A criação intelectual só é possível numa atmosfera de plena liberdade e de profundo sentimento de pertença. A consciência da autonomia pessoal e institucional é um factor essencial da libertação das energias criadoras determinantes do sucesso da investigação científica. Por isso entendemos que a existência de um “Conselho Geral” com competências no que toca à definição dos objectivos estratégicos da Universidade não pode anular drasticamente – como o faz o presente projecto – a participação dos universitários no governo das Universidades públicas, incluindo a participação na definição das linhas estratégicas de orientação e gestão.
Nas últimas décadas, os universitários portugueses demonstraram abundantemente, no quadro da autonomia universitária, excepcional empenhamento na (e inequívoca capacidade de) gestão das Universidades públicas, mostrando à saciedade que a gestão participada não é incompatível com uma gestão eficaz.
De quanto fica dito decorre, desde logo, a defesa – que aqui fazemos com toda a força – do princípio da eleição livre do Reitor através de sufrágio em que participem os três corpos que compõem a comunidade universitária.
Com igual força defendemos a existência de um órgão colegial de governo da Universidade (Senado Universitário), constituído maioritariamente por professores e investigadores, com membros dos três corpos da comunidade universitária, com uma dimensão que não comprometa a sua funcionalidade, e com competências que, além de outras, incluam as competências em matérias de natureza científica, pedagógica e académica que o projecto do MCTES atribui ao “Conselho Geral”.
Esta é, a nosso ver, uma condição indispensável da estabilidade institucional e do próprio desenvolvimento harmonioso das Universidades.
O novo diploma regulador do RJIES não deve - e não pode, à luz da Constituição – pôr em causa nenhum dos aspectos da autonomia das Universidades, nomeadamente a autonomia pedagógica e científica e a inerente liberdade de serem órgãos representativos dos professores e investigadores a decidir sobre a contratação do pessoal docente.
A precarização dos vínculos laborais dos professores e investigadores diminui a motivação e o espírito de entrega a este serviço público estratégico e essencial que é a investigação científica e o ensino universitário.

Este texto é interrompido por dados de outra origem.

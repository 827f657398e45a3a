pub mod app_error;
pub mod health;
pub mod server;
pub mod state;
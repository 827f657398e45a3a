use crate::datamodel::Record;
use serde::Serialize;

#[derive(Debug, Clone, Copy, PartialEq, Eq, Serialize)]
#[serde(rename_all = "lowercase")]
pub enum ChartType {
    Area,
    Bar,
    Pie,
    /// Reserved, no strategy emits it yet
    Line,
}

/// One point of a derived chart dataset.
#[derive(Debug, Clone, PartialEq, Serialize)]
#[serde(untagged)]
pub enum ChartDatum {
    /// Aggregated category, read through the `name` / `value` keys
    Category { name: String, value: f64 },
    /// Projected row, read through the column names
    Row(Record),
}

/// A chart-ready dataset with its rendering metadata.
#[derive(Debug, Clone, PartialEq, Serialize)]
#[serde(rename_all = "camelCase")]
pub struct ChartSpec {
    pub id: String,
    #[serde(rename = "type")]
    pub chart_type: ChartType,
    pub title: String,
    pub description: String,
    pub data_key_x: String,
    pub data_key_y: String,
    pub data: Vec<ChartDatum>,
}

pub const CATEGORY_KEY: &str = "name";
pub const VALUE_KEY: &str = "value";
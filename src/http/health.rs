use axum::{Json, http::StatusCode, response::IntoResponse};
use serde::{Deserialize, Serialize};
use utoipa::ToSchema;

/// Body of the liveness endpoint.
#[derive(Debug, Serialize, Deserialize, ToSchema)]
pub struct HealthResponse {
    pub status: String,
    /// Crate version of the running binary
    pub version: String,
}

impl HealthResponse {
    fn alive() -> Self {
        Self {
            status: "ok".to_string(),
            version: env!("CARGO_PKG_VERSION").to_string(),
        }
    }
}

/// Reports that the analysis server answers requests.
///
/// Analyses run in memory with nothing to connect to, so answering at all
/// is the whole check.
#[utoipa::path(
    get,
    path = "/health/live",
    tag = "Health",
    responses(
        (status = 200, description = "Server answers requests", body = HealthResponse)
    )
)]
pub async fn liveness() -> impl IntoResponse {
    (StatusCode::OK, Json(HealthResponse::alive()))
}
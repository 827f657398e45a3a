#![forbid(unsafe_code)]

pub mod analysis;
pub mod config;
pub mod datamodel;
pub mod error;
pub mod http;
pub mod importers;
pub mod infer;

pub use analysis::{AnalysisOptions, AnalysisResult, analyze, analyze_bytes};
pub use error::AnalysisError;
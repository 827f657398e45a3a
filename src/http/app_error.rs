use axum::Json;
use axum::http::StatusCode;
use axum::response::IntoResponse;
use axum::response::Response;
use serde_json::json;
use utoipa::ToSchema;

// Anyhow error handling with axum
// https://github.com/tokio-rs/axum/blob/d3112a40d55f123bc5e65f995e2068e245f12055/examples/anyhow-error-response/src/main.rs
#[derive(Debug, ToSchema)]
pub enum AppError {
    #[schema(example = "Internal Server Error", value_type = String)]
    InternalServerError(anyhow::Error),
    #[schema(example = "No data found", value_type = String)]
    BadRequest(anyhow::Error),
}

impl IntoResponse for AppError {
    fn into_response(self) -> Response {
        let (status, message) = match self {
            AppError::InternalServerError(error) => {
                tracing::error!("Internal Server Error: {:#}", error);
                (
                    StatusCode::INTERNAL_SERVER_ERROR,
                    "Internal Server Error".to_string(),
                )
            }
            AppError::BadRequest(error) => (StatusCode::BAD_REQUEST, error.to_string()),
        };
        let body = Json(json!({ "error": message }));
        (status, body).into_response()
    }
}

impl<E> From<E> for AppError
where
    E: Into<anyhow::Error>,
{
    fn from(err: E) -> Self {
        Self::InternalServerError(err.into())
    }
}

impl AppError {
    pub fn bad_request(err: impl Into<anyhow::Error>) -> Self {
        Self::BadRequest(err.into())
    }

    pub fn internal_server_error(err: impl Into<anyhow::Error>) -> Self {
        Self::InternalServerError(err.into())
    }
}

A estabilidade contratual, aliada a uma exigente prática de avaliação e de promoção do mérito, é determinante na criação de uma cultura participativa e no desenvolvimento da capacidade de iniciativa pessoal e de grupo que condicionam de modo decisivo toda a actividade de investigação científica a médio e a longo prazos e, como tal, deverá ser assegurada na futura lei.
Os signatários entendem que o estatuto jurídico que convém às Universidades públicas portuguesas é o de pessoas colectivas de direito público, integradas na administração autónoma do Estado, dotadas de autonomia estatutária, científica, pedagógica, cultural, disciplinar, patrimonial, administrativa e financeira. E consideram que o modelo de Fundação de direito privado é inadequado para um correcto enquadramento das instituições universitárias que integram a rede pública de Ensino Superior.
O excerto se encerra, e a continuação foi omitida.